(Saved entries)
//! Unit tests for the mask and redact rules.

use trimdump::config::RuleDecl;
use trimdump::error::{ConfigError, RuleError};
use trimdump::parser::{InsertStatement, SqlValue};
use trimdump::rules::{self, MaskRule, RedactRule, Row, Rule};
use trimdump::schema::{Column, ColumnInfo, ColumnKind, Table, TableId};

fn users_table() -> Table {
    let id = TableId(0);
    let mut table = Table::new("users", id);
    table.set_columns(
        [
            ColumnInfo::new("id", "int", 1).primary_key(),
            ColumnInfo::new("email", "varchar", 2),
            ColumnInfo::new("score", "double", 3),
            ColumnInfo::new("avatar", "blob", 4),
            ColumnInfo::new("born_at", "date", 5),
            ColumnInfo::new("balance", "decimal", 6),
            ColumnInfo::new("prefs", "json", 7),
            ColumnInfo::new("location", "point", 8),
        ]
        .into_iter()
        .map(|info| Column::from_info(info, id))
        .collect(),
    );
    table
}

fn user_row() -> Vec<SqlValue> {
    vec![
        SqlValue::Integer(7),
        SqlValue::String(b"jane doe@example.com".to_vec()),
        SqlValue::Number("4.5".to_string()),
        SqlValue::Hex(vec![0xCA, 0xFE]),
        SqlValue::String(b"1990-01-02".to_vec()),
        SqlValue::Number("12.50".to_string()),
        SqlValue::String(b"{}".to_vec()),
        SqlValue::Other("ST_GeomFromText('POINT(1 1)')".to_string()),
    ]
}

fn columns(names: &[&str]) -> Vec<String> {
    names.iter().map(|n| n.to_string()).collect()
}

mod mask_tests {
    use super::*;

    #[test]
    fn test_default_mask_keeps_whitespace() {
        let table = users_table();
        let mut values = user_row();
        let rule = MaskRule::new(columns(&["email"]), None, None).unwrap();

        let changed = rule.apply(&mut Row::new(&table, &mut values)).unwrap();

        assert_eq!(changed, 1);
        assert_eq!(values[1], SqlValue::String(b"**** ***************".to_vec()));
        assert_eq!(values[0], SqlValue::Integer(7));
    }

    #[test]
    fn test_custom_pattern_and_surrogate() {
        let table = users_table();
        let mut values = user_row();
        let rule = MaskRule::new(columns(&["email"]), Some(r"@.*$"), Some("@example.invalid")).unwrap();

        rule.apply(&mut Row::new(&table, &mut values)).unwrap();
        assert_eq!(
            values[1],
            SqlValue::String(b"jane doe@example.invalid".to_vec())
        );
    }

    #[test]
    fn test_surrogate_is_literal() {
        let table = users_table();
        let mut values = user_row();
        let rule = MaskRule::new(columns(&["email"]), Some("doe"), Some("$0$1")).unwrap();

        rule.apply(&mut Row::new(&table, &mut values)).unwrap();
        assert_eq!(
            values[1],
            SqlValue::String(b"jane $0$1@example.com".to_vec())
        );
    }

    #[test]
    fn test_non_matching_pattern_leaves_value_untouched() {
        let table = users_table();
        let mut values = user_row();
        let before = values.clone();
        let rule = MaskRule::new(columns(&["email", "born_at"]), Some("zzz"), None).unwrap();

        let changed = rule.apply(&mut Row::new(&table, &mut values)).unwrap();

        assert_eq!(changed, 0);
        assert_eq!(values, before);
    }

    #[test]
    fn test_hex_stays_hex() {
        let table = users_table();
        let mut values = user_row();
        let rule = MaskRule::new(columns(&["avatar"]), Some("(?-u:.)"), Some("x")).unwrap();

        rule.apply(&mut Row::new(&table, &mut values)).unwrap();
        assert_eq!(values[3], SqlValue::Hex(b"xx".to_vec()));
    }

    #[test]
    fn test_default_mask_covers_binary_bytes() {
        let table = users_table();
        let mut values = user_row();
        values[3] = SqlValue::Hex(vec![0xCA, 0xFE, 0x41]);
        let rule = MaskRule::new(columns(&["avatar"]), None, None).unwrap();

        let changed = rule.apply(&mut Row::new(&table, &mut values)).unwrap();

        assert_eq!(changed, 1);
        assert_eq!(values[3], SqlValue::Hex(b"***".to_vec()));
    }

    #[test]
    fn test_default_mask_covers_latin1_bytes() {
        let table = users_table();
        let mut values = user_row();
        values[1] = SqlValue::String(b"Jos\xe9".to_vec());
        let rule = MaskRule::new(columns(&["email"]), None, None).unwrap();

        rule.apply(&mut Row::new(&table, &mut values)).unwrap();
        assert_eq!(values[1], SqlValue::String(b"****".to_vec()));
    }

    #[test]
    fn test_default_mask_counts_codepoints() {
        let table = users_table();
        let mut values = user_row();
        values[1] = SqlValue::String("José".as_bytes().to_vec());
        let rule = MaskRule::new(columns(&["email"]), None, None).unwrap();

        rule.apply(&mut Row::new(&table, &mut values)).unwrap();
        assert_eq!(values[1], SqlValue::String(b"****".to_vec()));
    }

    #[test]
    fn test_default_mask_on_parsed_insert() {
        let table = users_table();
        let mut stmt =
            InsertStatement::parse(b"INSERT INTO `users` (`avatar`,`email`) VALUES (0xCAFE41,'Jos\xe9')")
                .unwrap();
        let rule = MaskRule::new(columns(&["avatar", "email"]), None, None).unwrap();

        let (cols, rows) = stmt.parts_mut();
        let changed = rule
            .apply(&mut Row::new(&table, &mut rows[0]).with_columns(cols))
            .unwrap();

        assert_eq!(changed, 2);
        assert_eq!(rows[0][0], SqlValue::Hex(b"***".to_vec()));
        assert_eq!(rows[0][1], SqlValue::String(b"****".to_vec()));
        assert!(stmt.to_bytes().ends_with(b"(0x2A2A2A,'****')"));
    }

    #[test]
    fn test_masked_number_becomes_string() {
        let table = users_table();
        let mut values = user_row();
        let rule = MaskRule::new(columns(&["id"]), None, None).unwrap();

        rule.apply(&mut Row::new(&table, &mut values)).unwrap();
        assert_eq!(values[0], SqlValue::String(b"*".to_vec()));
    }

    #[test]
    fn test_null_and_raw_values_are_skipped() {
        let table = users_table();
        let mut values = user_row();
        values[1] = SqlValue::Null;
        let rule = MaskRule::new(columns(&["email", "location"]), None, None).unwrap();

        let changed = rule.apply(&mut Row::new(&table, &mut values)).unwrap();

        assert_eq!(changed, 0);
        assert_eq!(values[1], SqlValue::Null);
        assert!(matches!(values[7], SqlValue::Other(_)));
    }

    #[test]
    fn test_invalid_pattern_rejected_at_configuration() {
        let mut decl = RuleDecl::new("mask", &["email"]);
        decl.pattern = Some("(".to_string());

        let err = rules::configure("users", &decl).unwrap_err();
        assert!(matches!(err, ConfigError::InvalidRule { .. }));
    }
}

mod redact_tests {
    use super::*;

    #[test]
    fn test_redact_zero_values_by_kind() {
        let table = users_table();
        let mut values = user_row();
        let rule = RedactRule::new(columns(&["id", "email", "score", "avatar", "born_at"]));

        let changed = rule.apply(&mut Row::new(&table, &mut values)).unwrap();

        assert_eq!(changed, 5);
        assert_eq!(values[0], SqlValue::Integer(0));
        assert_eq!(values[1], SqlValue::String(Vec::new()));
        assert_eq!(values[2], SqlValue::Integer(0));
        assert_eq!(values[3], SqlValue::String(Vec::new()));
        assert_eq!(values[4], SqlValue::String(Vec::new()));
    }

    #[test]
    fn test_redact_null_is_kept() {
        let table = users_table();
        let mut values = user_row();
        values[1] = SqlValue::Null;
        let rule = RedactRule::new(columns(&["email"]));

        let changed = rule.apply(&mut Row::new(&table, &mut values)).unwrap();
        assert_eq!(changed, 0);
        assert_eq!(values[1], SqlValue::Null);
    }

    #[test]
    fn test_redact_decimal_not_implemented() {
        let table = users_table();
        let mut values = user_row();
        let rule = RedactRule::new(columns(&["balance"]));

        let err = rule.apply(&mut Row::new(&table, &mut values)).unwrap_err();
        assert!(matches!(
            err,
            RuleError::NotImplemented { ref column, kind: ColumnKind::Decimal } if column == "balance"
        ));
    }

    #[test]
    fn test_redact_json_not_implemented() {
        let table = users_table();
        let mut values = user_row();
        let rule = RedactRule::new(columns(&["prefs"]));

        let err = rule.apply(&mut Row::new(&table, &mut values)).unwrap_err();
        assert!(matches!(err, RuleError::NotImplemented { kind: ColumnKind::Json, .. }));
    }

    #[test]
    fn test_redact_unknown_type_unsupported() {
        let table = users_table();
        let mut values = user_row();
        let rule = RedactRule::new(columns(&["location"]));

        let err = rule.apply(&mut Row::new(&table, &mut values)).unwrap_err();
        assert!(matches!(
            err,
            RuleError::UnsupportedType { ref data_type, .. } if data_type == "point"
        ));
    }
}

mod row_tests {
    use super::*;

    #[test]
    fn test_explicit_column_list_is_honoured() {
        let table = users_table();
        let list = columns(&["email", "id"]);
        let mut values = vec![
            SqlValue::String(b"a@b.c".to_vec()),
            SqlValue::Integer(3),
        ];
        let rule = RedactRule::new(columns(&["id"]));

        let mut row = Row::new(&table, &mut values).with_columns(Some(list.as_slice()));
        rule.apply(&mut row).unwrap();

        assert_eq!(values[0], SqlValue::String(b"a@b.c".to_vec()));
        assert_eq!(values[1], SqlValue::Integer(0));
    }

    #[test]
    fn test_rules_never_change_row_shape() {
        let table = users_table();
        let mut values = user_row();
        let mask = rules::configure("users", &RuleDecl::new("mask", &["email", "born_at"])).unwrap();
        let redact = rules::configure("users", &RuleDecl::new("redact", &["id", "score"])).unwrap();
        let all = vec![mask, redact];

        let changed = rules::apply_all(&all, &mut Row::new(&table, &mut values)).unwrap();

        assert_eq!(changed, 4);
        assert_eq!(values.len(), 8);
        assert!(matches!(values[5], SqlValue::Number(ref n) if n == "12.50"));
        assert!(matches!(values[7], SqlValue::Other(_)));
    }

    #[test]
    fn test_missing_column_is_ignored() {
        let table = users_table();
        let mut values = user_row();
        let rule = RedactRule::new(columns(&["nickname"]));

        assert_eq!(rule.apply(&mut Row::new(&table, &mut values)).unwrap(), 0);
    }

    #[test]
    fn test_unknown_rule_type() {
        let err = rules::configure("users", &RuleDecl::new("shuffle", &["email"])).unwrap_err();
        assert!(matches!(err, ConfigError::UnrecognizedRuleType { .. }));
    }

    #[test]
    fn test_rule_without_columns() {
        let err = rules::configure("users", &RuleDecl::new("redact", &[])).unwrap_err();
        assert!(matches!(err, ConfigError::InvalidRule { .. }));
    }
}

### Work instructions
Pull every line containing the string "trimdump" out of the data above and copy it.

### Response to this task
use trimdump::config::RuleDecl;
use trimdump::error::{ConfigError, RuleError};
use trimdump::parser::{InsertStatement, SqlValue};
use trimdump::rules::{self, MaskRule, RedactRule, Row, Rule};
use trimdump::schema::{Column, ColumnInfo, ColumnKind, Table, TableId};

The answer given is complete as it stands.